### WHAT THE EXERCISE ASKS
Only the lines that include "rest" should be copied from the data below.
########
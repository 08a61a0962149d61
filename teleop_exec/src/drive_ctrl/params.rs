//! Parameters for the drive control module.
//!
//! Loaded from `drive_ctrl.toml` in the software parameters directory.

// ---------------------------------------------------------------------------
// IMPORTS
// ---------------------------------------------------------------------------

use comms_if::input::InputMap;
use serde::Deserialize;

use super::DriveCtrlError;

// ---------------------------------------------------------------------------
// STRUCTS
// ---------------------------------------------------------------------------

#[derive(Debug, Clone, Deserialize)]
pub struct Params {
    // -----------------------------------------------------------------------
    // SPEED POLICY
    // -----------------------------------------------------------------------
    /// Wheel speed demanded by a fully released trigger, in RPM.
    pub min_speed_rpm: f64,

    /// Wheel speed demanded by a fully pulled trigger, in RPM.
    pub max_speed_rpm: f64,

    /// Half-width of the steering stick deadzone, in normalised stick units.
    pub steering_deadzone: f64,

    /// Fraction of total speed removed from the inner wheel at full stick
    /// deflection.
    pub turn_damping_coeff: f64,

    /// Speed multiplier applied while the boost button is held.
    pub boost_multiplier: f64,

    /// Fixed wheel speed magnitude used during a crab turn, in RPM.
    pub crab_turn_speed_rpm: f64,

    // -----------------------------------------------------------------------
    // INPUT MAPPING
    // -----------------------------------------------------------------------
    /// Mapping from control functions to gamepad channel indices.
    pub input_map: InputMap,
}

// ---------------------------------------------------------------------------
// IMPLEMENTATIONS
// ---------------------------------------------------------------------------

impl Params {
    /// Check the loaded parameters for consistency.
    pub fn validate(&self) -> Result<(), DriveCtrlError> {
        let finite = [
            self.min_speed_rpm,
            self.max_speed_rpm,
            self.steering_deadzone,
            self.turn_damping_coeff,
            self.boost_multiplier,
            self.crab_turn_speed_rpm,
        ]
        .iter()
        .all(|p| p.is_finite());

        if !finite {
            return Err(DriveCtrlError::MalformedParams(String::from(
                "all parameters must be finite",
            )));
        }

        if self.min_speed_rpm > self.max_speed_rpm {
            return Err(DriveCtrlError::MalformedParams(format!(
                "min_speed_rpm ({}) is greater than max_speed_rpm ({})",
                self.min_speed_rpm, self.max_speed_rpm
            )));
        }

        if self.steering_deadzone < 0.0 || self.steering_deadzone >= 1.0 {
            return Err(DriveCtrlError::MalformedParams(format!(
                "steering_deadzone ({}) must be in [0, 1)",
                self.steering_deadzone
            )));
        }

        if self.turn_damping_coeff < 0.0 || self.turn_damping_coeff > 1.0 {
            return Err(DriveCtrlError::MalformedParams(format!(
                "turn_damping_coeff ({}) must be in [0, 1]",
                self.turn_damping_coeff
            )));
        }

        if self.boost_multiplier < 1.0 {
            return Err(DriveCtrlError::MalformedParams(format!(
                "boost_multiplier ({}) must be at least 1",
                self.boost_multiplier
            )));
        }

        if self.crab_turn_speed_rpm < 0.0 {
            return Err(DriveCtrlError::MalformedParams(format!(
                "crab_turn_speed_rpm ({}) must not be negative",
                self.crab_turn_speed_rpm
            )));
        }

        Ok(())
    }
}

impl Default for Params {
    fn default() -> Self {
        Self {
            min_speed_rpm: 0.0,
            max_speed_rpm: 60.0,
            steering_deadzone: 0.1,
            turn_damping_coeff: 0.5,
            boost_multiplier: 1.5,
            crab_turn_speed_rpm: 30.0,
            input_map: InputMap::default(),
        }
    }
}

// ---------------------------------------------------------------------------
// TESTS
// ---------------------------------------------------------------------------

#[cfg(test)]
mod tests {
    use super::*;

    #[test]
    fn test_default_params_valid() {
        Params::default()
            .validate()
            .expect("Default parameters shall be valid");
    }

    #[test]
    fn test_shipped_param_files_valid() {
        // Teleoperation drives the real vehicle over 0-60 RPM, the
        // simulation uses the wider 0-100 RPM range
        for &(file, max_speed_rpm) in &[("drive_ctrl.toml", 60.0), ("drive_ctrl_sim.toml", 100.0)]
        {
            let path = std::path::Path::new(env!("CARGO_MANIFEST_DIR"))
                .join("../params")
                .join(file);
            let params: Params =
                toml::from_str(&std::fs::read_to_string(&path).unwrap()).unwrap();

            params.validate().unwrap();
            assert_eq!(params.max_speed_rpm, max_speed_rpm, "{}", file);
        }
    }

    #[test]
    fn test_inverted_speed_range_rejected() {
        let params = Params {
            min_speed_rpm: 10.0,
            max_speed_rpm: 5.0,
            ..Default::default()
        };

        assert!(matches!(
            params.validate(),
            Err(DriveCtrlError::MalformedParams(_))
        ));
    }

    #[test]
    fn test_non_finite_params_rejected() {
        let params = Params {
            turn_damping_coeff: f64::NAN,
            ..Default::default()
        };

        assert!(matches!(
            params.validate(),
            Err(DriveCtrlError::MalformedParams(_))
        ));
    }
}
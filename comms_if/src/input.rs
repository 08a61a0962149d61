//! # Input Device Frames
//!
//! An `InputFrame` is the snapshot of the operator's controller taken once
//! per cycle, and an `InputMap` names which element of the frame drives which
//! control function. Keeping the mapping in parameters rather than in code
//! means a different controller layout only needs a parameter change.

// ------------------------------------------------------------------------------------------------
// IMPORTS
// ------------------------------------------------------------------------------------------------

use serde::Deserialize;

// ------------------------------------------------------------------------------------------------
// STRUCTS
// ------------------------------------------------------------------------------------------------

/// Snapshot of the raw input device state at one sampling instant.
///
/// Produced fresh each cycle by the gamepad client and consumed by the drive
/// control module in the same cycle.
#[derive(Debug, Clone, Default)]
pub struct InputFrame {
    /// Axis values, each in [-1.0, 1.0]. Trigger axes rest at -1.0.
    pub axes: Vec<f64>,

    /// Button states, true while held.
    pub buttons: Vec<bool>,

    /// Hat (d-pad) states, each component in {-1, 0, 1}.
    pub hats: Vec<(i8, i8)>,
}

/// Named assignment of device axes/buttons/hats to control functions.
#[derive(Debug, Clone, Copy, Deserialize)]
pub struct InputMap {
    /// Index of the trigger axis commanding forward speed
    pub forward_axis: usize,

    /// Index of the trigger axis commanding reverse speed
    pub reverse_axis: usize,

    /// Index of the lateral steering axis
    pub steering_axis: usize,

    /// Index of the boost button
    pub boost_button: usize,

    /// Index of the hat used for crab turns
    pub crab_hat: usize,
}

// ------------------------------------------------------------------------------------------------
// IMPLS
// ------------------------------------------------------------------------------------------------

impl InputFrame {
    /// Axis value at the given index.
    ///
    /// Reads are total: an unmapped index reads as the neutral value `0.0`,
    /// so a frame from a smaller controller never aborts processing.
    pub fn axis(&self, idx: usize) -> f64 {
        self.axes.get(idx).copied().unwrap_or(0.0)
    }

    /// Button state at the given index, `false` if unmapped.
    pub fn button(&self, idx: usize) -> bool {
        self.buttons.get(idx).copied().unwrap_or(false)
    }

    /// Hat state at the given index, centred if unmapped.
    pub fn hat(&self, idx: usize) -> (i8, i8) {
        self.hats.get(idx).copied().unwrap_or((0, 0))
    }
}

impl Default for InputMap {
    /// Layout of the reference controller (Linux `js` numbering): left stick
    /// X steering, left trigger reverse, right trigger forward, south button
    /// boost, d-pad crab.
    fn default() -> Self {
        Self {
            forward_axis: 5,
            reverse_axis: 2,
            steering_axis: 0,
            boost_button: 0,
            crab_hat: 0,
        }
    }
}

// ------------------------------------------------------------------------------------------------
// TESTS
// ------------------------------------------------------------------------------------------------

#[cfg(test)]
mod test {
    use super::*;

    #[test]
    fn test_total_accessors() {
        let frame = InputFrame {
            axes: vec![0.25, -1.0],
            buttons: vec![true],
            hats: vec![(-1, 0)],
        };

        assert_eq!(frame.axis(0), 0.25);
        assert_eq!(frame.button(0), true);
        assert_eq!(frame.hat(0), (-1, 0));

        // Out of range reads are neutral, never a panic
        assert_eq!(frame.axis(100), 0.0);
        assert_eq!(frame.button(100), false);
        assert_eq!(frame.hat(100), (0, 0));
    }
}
########
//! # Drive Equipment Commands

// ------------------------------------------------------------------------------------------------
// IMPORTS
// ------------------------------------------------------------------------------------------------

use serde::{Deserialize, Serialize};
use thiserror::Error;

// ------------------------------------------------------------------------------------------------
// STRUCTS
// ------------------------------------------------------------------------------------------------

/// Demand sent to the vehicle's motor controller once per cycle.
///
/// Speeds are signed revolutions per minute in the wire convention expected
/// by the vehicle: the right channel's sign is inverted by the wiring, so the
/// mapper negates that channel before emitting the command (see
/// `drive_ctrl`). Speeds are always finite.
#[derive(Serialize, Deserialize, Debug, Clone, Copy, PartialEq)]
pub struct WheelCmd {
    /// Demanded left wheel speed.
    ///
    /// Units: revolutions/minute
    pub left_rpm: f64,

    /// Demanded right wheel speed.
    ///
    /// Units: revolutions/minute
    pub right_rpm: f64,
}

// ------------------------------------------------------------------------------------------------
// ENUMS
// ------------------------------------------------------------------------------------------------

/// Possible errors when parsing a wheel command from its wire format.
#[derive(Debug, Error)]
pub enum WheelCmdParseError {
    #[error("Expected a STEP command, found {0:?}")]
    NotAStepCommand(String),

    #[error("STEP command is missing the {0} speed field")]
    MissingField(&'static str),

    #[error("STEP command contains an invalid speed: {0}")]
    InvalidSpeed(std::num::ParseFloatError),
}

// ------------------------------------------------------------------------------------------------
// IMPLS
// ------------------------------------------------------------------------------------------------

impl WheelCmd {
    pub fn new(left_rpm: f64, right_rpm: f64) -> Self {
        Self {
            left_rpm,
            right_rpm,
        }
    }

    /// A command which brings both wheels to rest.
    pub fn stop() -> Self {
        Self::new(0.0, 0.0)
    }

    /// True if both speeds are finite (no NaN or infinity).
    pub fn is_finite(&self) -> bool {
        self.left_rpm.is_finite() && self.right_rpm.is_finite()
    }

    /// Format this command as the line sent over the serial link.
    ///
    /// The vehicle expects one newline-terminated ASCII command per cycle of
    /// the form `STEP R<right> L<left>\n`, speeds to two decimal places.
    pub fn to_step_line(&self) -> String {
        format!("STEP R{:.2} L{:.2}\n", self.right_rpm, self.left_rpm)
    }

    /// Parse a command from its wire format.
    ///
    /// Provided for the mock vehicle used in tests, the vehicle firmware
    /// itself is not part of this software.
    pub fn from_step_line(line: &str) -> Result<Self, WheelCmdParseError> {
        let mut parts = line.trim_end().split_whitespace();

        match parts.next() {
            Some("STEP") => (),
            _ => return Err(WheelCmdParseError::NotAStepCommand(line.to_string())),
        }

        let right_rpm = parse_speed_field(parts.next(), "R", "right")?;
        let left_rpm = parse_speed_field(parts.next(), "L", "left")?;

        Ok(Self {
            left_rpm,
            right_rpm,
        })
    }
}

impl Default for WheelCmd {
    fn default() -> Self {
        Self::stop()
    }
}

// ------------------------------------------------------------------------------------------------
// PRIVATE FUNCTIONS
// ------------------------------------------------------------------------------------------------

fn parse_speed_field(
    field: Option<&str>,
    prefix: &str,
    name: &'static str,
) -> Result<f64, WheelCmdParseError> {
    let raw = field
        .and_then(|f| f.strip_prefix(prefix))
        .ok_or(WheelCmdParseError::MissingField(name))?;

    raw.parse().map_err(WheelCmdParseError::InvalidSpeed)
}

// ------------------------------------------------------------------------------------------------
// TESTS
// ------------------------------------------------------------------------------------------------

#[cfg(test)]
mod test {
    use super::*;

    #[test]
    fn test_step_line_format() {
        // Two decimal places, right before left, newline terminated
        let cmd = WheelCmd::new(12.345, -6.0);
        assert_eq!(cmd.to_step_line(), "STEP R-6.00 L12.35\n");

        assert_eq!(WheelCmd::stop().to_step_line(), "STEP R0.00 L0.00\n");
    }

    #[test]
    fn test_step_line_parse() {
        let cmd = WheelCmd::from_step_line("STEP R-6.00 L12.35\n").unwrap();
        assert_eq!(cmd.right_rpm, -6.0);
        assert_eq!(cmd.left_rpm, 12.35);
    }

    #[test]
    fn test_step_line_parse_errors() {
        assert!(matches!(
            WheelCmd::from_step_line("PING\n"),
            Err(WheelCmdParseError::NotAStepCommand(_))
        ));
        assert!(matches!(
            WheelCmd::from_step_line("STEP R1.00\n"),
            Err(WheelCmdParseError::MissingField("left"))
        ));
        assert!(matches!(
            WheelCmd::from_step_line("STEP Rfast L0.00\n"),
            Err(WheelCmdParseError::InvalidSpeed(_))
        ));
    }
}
########
### ANSWER TO THIS TASK
    /// Axis values, each in [-1.0, 1.0]. Trigger axes rest at -1.0.
    /// A command which brings both wheels to rest.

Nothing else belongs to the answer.